* _WORK ITEM_
Each line of the data below that contains "sqlite" must be copied.

[Stored items from a collection]
-------
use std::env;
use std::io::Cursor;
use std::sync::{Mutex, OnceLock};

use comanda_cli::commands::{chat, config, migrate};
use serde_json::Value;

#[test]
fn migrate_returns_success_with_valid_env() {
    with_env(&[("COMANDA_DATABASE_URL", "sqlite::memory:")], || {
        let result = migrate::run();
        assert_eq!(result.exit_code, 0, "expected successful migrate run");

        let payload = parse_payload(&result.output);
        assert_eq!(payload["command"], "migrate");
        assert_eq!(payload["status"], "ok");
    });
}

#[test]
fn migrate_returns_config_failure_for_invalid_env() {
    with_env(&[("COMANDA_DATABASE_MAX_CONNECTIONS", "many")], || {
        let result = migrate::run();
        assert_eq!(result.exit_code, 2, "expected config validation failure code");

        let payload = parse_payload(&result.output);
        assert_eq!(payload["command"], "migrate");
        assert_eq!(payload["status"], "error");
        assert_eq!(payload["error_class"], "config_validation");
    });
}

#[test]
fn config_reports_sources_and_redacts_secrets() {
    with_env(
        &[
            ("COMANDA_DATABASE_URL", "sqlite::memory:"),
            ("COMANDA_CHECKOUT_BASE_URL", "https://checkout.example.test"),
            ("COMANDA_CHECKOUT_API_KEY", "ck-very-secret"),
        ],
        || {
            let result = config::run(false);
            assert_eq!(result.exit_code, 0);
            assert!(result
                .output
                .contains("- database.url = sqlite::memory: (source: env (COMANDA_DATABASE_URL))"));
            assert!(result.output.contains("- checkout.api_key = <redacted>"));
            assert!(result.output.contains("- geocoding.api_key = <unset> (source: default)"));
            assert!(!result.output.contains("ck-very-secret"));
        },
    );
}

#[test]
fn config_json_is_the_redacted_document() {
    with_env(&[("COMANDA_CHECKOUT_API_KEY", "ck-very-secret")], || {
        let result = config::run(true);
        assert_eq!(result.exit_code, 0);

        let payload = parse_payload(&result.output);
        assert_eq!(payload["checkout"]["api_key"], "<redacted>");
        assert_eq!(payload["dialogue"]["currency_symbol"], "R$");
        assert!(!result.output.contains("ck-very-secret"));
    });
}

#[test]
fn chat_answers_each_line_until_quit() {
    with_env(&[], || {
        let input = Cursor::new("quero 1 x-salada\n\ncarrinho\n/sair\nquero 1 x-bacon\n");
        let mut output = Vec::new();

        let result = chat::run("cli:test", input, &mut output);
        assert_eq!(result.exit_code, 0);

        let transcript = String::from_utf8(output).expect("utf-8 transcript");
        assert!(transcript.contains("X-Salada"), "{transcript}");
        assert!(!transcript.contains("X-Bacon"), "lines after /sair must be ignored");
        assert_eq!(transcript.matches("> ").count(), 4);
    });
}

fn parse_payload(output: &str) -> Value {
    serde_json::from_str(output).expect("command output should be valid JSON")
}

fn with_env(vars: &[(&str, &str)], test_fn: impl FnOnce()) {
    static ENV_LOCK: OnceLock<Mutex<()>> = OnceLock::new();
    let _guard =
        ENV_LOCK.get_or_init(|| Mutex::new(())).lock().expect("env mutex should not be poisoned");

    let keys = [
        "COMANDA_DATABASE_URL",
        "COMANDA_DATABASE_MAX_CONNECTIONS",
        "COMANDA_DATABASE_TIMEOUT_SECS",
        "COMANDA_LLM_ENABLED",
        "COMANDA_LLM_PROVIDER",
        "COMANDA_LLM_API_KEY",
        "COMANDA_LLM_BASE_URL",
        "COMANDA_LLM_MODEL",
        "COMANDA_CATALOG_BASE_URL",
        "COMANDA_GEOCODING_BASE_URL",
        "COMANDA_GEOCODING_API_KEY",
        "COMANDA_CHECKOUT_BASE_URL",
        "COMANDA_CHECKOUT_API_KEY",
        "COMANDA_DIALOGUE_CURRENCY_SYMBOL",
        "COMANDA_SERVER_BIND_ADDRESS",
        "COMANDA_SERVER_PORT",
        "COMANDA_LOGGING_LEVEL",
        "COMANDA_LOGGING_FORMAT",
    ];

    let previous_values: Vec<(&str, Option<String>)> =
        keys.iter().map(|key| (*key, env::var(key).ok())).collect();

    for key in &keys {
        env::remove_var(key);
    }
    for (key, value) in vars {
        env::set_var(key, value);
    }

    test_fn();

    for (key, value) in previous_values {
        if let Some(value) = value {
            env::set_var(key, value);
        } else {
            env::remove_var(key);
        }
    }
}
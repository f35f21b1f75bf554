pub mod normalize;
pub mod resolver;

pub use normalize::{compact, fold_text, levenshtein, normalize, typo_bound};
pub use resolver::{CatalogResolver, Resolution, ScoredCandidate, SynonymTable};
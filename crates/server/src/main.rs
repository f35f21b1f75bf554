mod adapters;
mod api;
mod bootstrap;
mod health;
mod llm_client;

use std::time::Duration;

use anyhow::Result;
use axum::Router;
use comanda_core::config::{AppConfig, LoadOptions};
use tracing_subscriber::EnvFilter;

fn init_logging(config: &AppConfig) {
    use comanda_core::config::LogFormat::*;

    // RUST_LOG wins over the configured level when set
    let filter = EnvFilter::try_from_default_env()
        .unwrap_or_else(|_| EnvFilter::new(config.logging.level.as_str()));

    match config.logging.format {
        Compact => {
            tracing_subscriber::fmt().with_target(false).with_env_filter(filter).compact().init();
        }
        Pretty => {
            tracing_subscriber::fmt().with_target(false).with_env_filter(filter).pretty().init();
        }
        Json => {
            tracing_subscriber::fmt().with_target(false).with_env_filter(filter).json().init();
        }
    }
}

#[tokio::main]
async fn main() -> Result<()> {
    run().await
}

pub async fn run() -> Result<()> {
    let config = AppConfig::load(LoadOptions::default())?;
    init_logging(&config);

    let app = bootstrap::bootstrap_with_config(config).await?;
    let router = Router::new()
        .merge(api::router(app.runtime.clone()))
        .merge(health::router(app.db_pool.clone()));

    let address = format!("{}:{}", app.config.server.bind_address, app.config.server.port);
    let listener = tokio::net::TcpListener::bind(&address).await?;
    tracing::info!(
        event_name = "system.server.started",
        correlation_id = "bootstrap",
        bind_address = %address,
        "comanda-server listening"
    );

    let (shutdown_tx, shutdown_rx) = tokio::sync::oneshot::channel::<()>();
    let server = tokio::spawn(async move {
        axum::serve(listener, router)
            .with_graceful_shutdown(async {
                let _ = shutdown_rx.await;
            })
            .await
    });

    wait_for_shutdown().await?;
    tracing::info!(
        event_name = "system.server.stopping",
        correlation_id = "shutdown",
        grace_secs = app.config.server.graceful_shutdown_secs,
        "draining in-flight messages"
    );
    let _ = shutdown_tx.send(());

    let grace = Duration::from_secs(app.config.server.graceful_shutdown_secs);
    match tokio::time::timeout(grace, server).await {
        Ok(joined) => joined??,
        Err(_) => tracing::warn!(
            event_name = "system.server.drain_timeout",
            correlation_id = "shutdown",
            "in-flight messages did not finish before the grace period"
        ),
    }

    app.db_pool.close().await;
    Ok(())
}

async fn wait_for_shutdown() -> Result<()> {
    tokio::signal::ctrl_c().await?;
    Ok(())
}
-------
* _TASK ANSWER_
    with_env(&[("COMANDA_DATABASE_URL", "sqlite::memory:")], || {
            ("COMANDA_DATABASE_URL", "sqlite::memory:"),
                .contains("- database.url = sqlite::memory: (source: env (COMANDA_DATABASE_URL))"));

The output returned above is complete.